__Stored data entries__.
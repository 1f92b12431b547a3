//! Bidirectional text transports a session runs over

use std::borrow::Cow;

use async_trait::async_trait;
use axum::extract::ws::{CloseFrame, Message, WebSocket};
use tokio::sync::mpsc;

/// A text-frame connection to one client.
///
/// `recv` must be cancel safe: the session polls it alongside the active
/// generation and drops it when a stream event wins.
#[async_trait]
pub trait SessionTransport: Send {
    /// Next text frame, or `None` once the client is gone.
    async fn recv(&mut self) -> Option<String>;

    async fn send(&mut self, text: String) -> anyhow::Result<()>;

    async fn close(&mut self, code: u16, reason: &'static str);
}

pub struct WsTransport {
    socket: WebSocket,
}

impl WsTransport {
    pub fn new(socket: WebSocket) -> Self {
        Self { socket }
    }
}

#[async_trait]
impl SessionTransport for WsTransport {
    async fn recv(&mut self) -> Option<String> {
        loop {
            match self.socket.recv().await? {
                Ok(Message::Text(text)) => return Some(text),
                Ok(Message::Close(_)) => return None,
                // Pings are answered by axum; binary frames are not part of the protocol
                Ok(_) => continue,
                Err(e) => {
                    tracing::debug!(error = %e, "WebSocket receive failed");
                    return None;
                }
            }
        }
    }

    async fn send(&mut self, text: String) -> anyhow::Result<()> {
        self.socket.send(Message::Text(text)).await?;
        Ok(())
    }

    async fn close(&mut self, code: u16, reason: &'static str) {
        let frame = CloseFrame {
            code,
            reason: Cow::Borrowed(reason),
        };
        if let Err(e) = self.socket.send(Message::Close(Some(frame))).await {
            tracing::debug!(error = %e, "Failed to send close frame");
        }
    }
}

/// What an in-process client observes
#[derive(Debug, Clone, PartialEq, Eq)]
pub enum Frame {
    Text(String),
    Close { code: u16, reason: String },
}

/// In-process transport backed by channels, for embedding and tests
pub struct ChannelTransport {
    inbound: mpsc::Receiver<String>,
    outbound: mpsc::Sender<Frame>,
}

/// Client end of a [`ChannelTransport`]
pub struct ChannelClient {
    pub sender: mpsc::Sender<String>,
    pub frames: mpsc::Receiver<Frame>,
}

impl ChannelTransport {
    pub fn pair(buffer: usize) -> (Self, ChannelClient) {
        let (in_tx, in_rx) = mpsc::channel(buffer.max(1));
        let (out_tx, out_rx) = mpsc::channel(buffer.max(1));
        (
            Self {
                inbound: in_rx,
                outbound: out_tx,
            },
            ChannelClient {
                sender: in_tx,
                frames: out_rx,
            },
        )
    }
}

#[async_trait]
impl SessionTransport for ChannelTransport {
    async fn recv(&mut self) -> Option<String> {
        self.inbound.recv().await
    }

    async fn send(&mut self, text: String) -> anyhow::Result<()> {
        self.outbound
            .send(Frame::Text(text))
            .await
            .map_err(|_| anyhow::anyhow!("client went away"))
    }

    async fn close(&mut self, code: u16, reason: &'static str) {
        let _ = self
            .outbound
            .send(Frame::Close {
                code,
                reason: reason.to_string(),
            })
            .await;
    }
}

__WHAT THE TASK ASKS__.
Look through the entries above; copy every line holding the string "SessionTransport".

__OUTPUT FOR THIS EXERCISE__.
pub trait SessionTransport: Send {
impl SessionTransport for WsTransport {
impl SessionTransport for ChannelTransport {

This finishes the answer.